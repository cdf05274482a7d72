//! Singleton heartbeat lease.
//!
//! A JSON lease file marks the single live optimizer for a state directory.
//! It is renewed by a heartbeat thread every `ttl / 3` and removed on clean
//! exit. A lease whose `renewed_at + ttl` lies in the past is stale: its
//! holder died without cleaning up, and the next acquirer replaces it.
//!
//! Every read-modify-write of the lease file (acquire, renew, release) runs
//! under an OS advisory lock on a sibling `.lock` file, so two processes
//! replacing the same stale lease cannot both succeed. The kernel drops the
//! advisory lock when its holder dies; liveness is still judged by the
//! heartbeat timestamp alone.

use chrono::{DateTime, Duration as ChronoDuration, Utc};
use fs2::FileExt;
use serde::{Deserialize, Serialize};
use std::fs::{self, File, OpenOptions};
use std::io;
use std::path::{Path, PathBuf};
use std::sync::atomic::{AtomicBool, Ordering};
use std::sync::Arc;
use std::thread::{self, JoinHandle};
use std::time::Duration;
use thiserror::Error;
use tracing::{debug, info, warn};

use crate::report::write_atomic;

#[derive(Debug, Error)]
pub enum LeaseError {
    #[error("lease held by '{holder}' (renewed {renewed_at})")]
    LockConflict {
        holder: String,
        renewed_at: DateTime<Utc>,
    },
    #[error("lease on {path} is no longer held by '{holder}'")]
    Lost { path: PathBuf, holder: String },
    #[error("lease I/O error on {path}: {source}")]
    Io {
        path: PathBuf,
        #[source]
        source: io::Error,
    },
}

#[derive(Debug, Clone, PartialEq, Eq, Serialize, Deserialize)]
pub struct LeaseRecord {
    pub holder: String,
    pub acquired_at: DateTime<Utc>,
    pub renewed_at: DateTime<Utc>,
    pub ttl_secs: u64,
}

impl LeaseRecord {
    pub fn expires_at(&self) -> DateTime<Utc> {
        self.renewed_at + ChronoDuration::seconds(self.ttl_secs.min(i64::MAX as u64) as i64)
    }

    pub fn is_stale(&self, now: DateTime<Utc>) -> bool {
        self.expires_at() < now
    }
}

// ─── Lease file ─────────────────────────────────────────────────────

#[derive(Debug, Clone)]
pub struct LeaseFile {
    path: PathBuf,
}

impl LeaseFile {
    pub fn new(path: impl Into<PathBuf>) -> Self {
        Self { path: path.into() }
    }

    pub fn path(&self) -> &Path {
        &self.path
    }

    /// Current lease, if any. An unparseable file reads as `None`.
    pub fn read(&self) -> Result<Option<LeaseRecord>, LeaseError> {
        match fs::read_to_string(&self.path) {
            Ok(content) => Ok(serde_json::from_str(&content).ok()),
            Err(e) if e.kind() == io::ErrorKind::NotFound => Ok(None),
            Err(e) => Err(self.io(e)),
        }
    }

    /// Take the lease or fail with `LockConflict` if a live holder has it.
    pub fn acquire(&self, holder: &str, ttl_secs: u64) -> Result<LeaseRecord, LeaseError> {
        let _section = self.exclusive()?;
        let now = Utc::now();
        match self.read()? {
            Some(existing) if !existing.is_stale(now) => {
                return Err(LeaseError::LockConflict {
                    holder: existing.holder,
                    renewed_at: existing.renewed_at,
                });
            }
            stale if self.path.exists() => warn!(
                previous = ?stale.map(|s| s.holder),
                path = %self.path.display(),
                "discarding stale lease"
            ),
            _ => {}
        }
        let record = LeaseRecord {
            holder: holder.to_string(),
            acquired_at: now,
            renewed_at: now,
            ttl_secs,
        };
        self.write(&record)?;
        info!(holder, ttl_secs, path = %self.path.display(), "lease acquired");
        Ok(record)
    }

    /// Push `renewed_at` forward; fails with `Lost` if another holder owns the file.
    pub fn renew(&self, holder: &str) -> Result<LeaseRecord, LeaseError> {
        let _section = self.exclusive()?;
        let mut record = match self.read()? {
            Some(r) if r.holder == holder => r,
            _ => return Err(self.lost(holder)),
        };
        record.renewed_at = Utc::now();
        self.write(&record)?;
        Ok(record)
    }

    /// Remove the lease if `holder` still owns it.
    pub fn release(&self, holder: &str) -> Result<(), LeaseError> {
        let _section = self.exclusive()?;
        match self.read()? {
            Some(r) if r.holder == holder => match fs::remove_file(&self.path) {
                Ok(()) => {
                    info!(holder, "lease released");
                    Ok(())
                }
                Err(e) if e.kind() == io::ErrorKind::NotFound => Ok(()),
                Err(e) => Err(self.io(e)),
            },
            _ => Ok(()),
        }
    }

    /// `Ok` while `holder` owns the lease file.
    pub fn check(&self, holder: &str) -> Result<(), LeaseError> {
        match self.read()? {
            Some(r) if r.holder == holder => Ok(()),
            _ => Err(self.lost(holder)),
        }
    }

    fn lock_path(&self) -> PathBuf {
        self.path.with_extension("lock")
    }

    /// Block until this process holds the advisory lock. Released on drop.
    fn exclusive(&self) -> Result<File, LeaseError> {
        if let Some(parent) = self.path.parent() {
            fs::create_dir_all(parent).map_err(|e| self.io(e))?;
        }
        let file = OpenOptions::new()
            .read(true)
            .write(true)
            .create(true)
            .truncate(false)
            .open(self.lock_path())
            .map_err(|e| self.io(e))?;
        file.lock_exclusive().map_err(|e| self.io(e))?;
        Ok(file)
    }

    fn write(&self, record: &LeaseRecord) -> Result<(), LeaseError> {
        let json = serde_json::to_string(record)
            .map_err(|e| self.io(io::Error::new(io::ErrorKind::InvalidData, e)))?;
        write_atomic(&self.path, json.as_bytes()).map_err(|e| self.io(e))
    }

    fn lost(&self, holder: &str) -> LeaseError {
        LeaseError::Lost {
            path: self.path.clone(),
            holder: holder.to_string(),
        }
    }

    fn io(&self, source: io::Error) -> LeaseError {
        LeaseError::Io {
            path: self.path.clone(),
            source,
        }
    }
}

// ─── Guard + heartbeat ──────────────────────────────────────────────

/// A held lease. Renewed in the background; released on drop.
#[derive(Debug)]
pub struct LeaseGuard {
    file: LeaseFile,
    record: LeaseRecord,
    stop: Arc<AtomicBool>,
    /// Set once the lease is seen in another holder's hands.
    lost: Arc<AtomicBool>,
    heartbeat: Option<JoinHandle<()>>,
}

impl LeaseGuard {
    /// Acquire the lease and start its heartbeat thread.
    pub fn acquire(path: impl Into<PathBuf>, holder: &str, ttl_secs: u64) -> Result<Self, LeaseError> {
        let file = LeaseFile::new(path);
        let record = file.acquire(holder, ttl_secs)?;
        let stop = Arc::new(AtomicBool::new(false));
        let lost = Arc::new(AtomicBool::new(false));
        let interval = Duration::from_millis((ttl_secs.saturating_mul(1000) / 3).max(1));

        let heartbeat = {
            let file = file.clone();
            let holder = holder.to_string();
            let stop = Arc::clone(&stop);
            let lost = Arc::clone(&lost);
            thread::Builder::new()
                .name("factorlab-heartbeat".into())
                .spawn(move || heartbeat_loop(&file, &holder, interval, &stop, &lost))
        };
        let heartbeat = match heartbeat {
            Ok(handle) => handle,
            Err(e) => {
                let _ = file.release(holder);
                return Err(file.io(e));
            }
        };

        Ok(Self {
            file,
            record,
            stop,
            lost,
            heartbeat: Some(heartbeat),
        })
    }

    pub fn holder(&self) -> &str {
        &self.record.holder
    }

    pub fn record(&self) -> &LeaseRecord {
        &self.record
    }

    pub fn is_lost(&self) -> bool {
        self.lost.load(Ordering::Relaxed)
    }

    /// Fails with `Lost` once another holder has taken the lease over.
    ///
    /// Checks the file itself as well as the heartbeat's flag, so a takeover
    /// between two renewals is still seen before the next write.
    pub fn ensure_held(&self) -> Result<(), LeaseError> {
        if self.is_lost() {
            return Err(self.file.lost(&self.record.holder));
        }
        match self.file.check(&self.record.holder) {
            Err(e @ LeaseError::Lost { .. }) => {
                self.lost.store(true, Ordering::Relaxed);
                Err(e)
            }
            other => other,
        }
    }

    /// Stop the heartbeat and remove the lease file.
    pub fn release(mut self) -> Result<(), LeaseError> {
        self.shutdown()
    }

    fn shutdown(&mut self) -> Result<(), LeaseError> {
        self.stop.store(true, Ordering::Relaxed);
        if let Some(handle) = self.heartbeat.take() {
            let _ = handle.join();
            return self.file.release(&self.record.holder);
        }
        Ok(())
    }
}

impl Drop for LeaseGuard {
    fn drop(&mut self) {
        if let Err(e) = self.shutdown() {
            warn!(error = %e, "failed to release lease");
        }
    }
}

/// Sleep in short slices so a stop request is honoured quickly.
fn heartbeat_loop(
    file: &LeaseFile,
    holder: &str,
    interval: Duration,
    stop: &AtomicBool,
    lost: &AtomicBool,
) {
    let slice = Duration::from_millis(20).min(interval);
    loop {
        let mut waited = Duration::ZERO;
        while waited < interval {
            if stop.load(Ordering::Relaxed) {
                return;
            }
            thread::sleep(slice);
            waited += slice;
        }
        match file.renew(holder) {
            Ok(record) => debug!(holder, renewed_at = %record.renewed_at, "lease renewed"),
            Err(LeaseError::Lost { .. }) => {
                warn!(holder, "lease lost; heartbeat stopping");
                lost.store(true, Ordering::Relaxed);
                return;
            }
            Err(e) => warn!(holder, error = %e, "lease renewal failed"),
        }
    }
}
--------------------
**YOUR GOAL:** Show all lines of the material in which the word "NotFound" can be found.

**SOLUTION FOR THIS EXERCISE:**
            Err(e) if e.kind() == io::ErrorKind::NotFound => Ok(None),
                Err(e) if e.kind() == io::ErrorKind::NotFound => Ok(()),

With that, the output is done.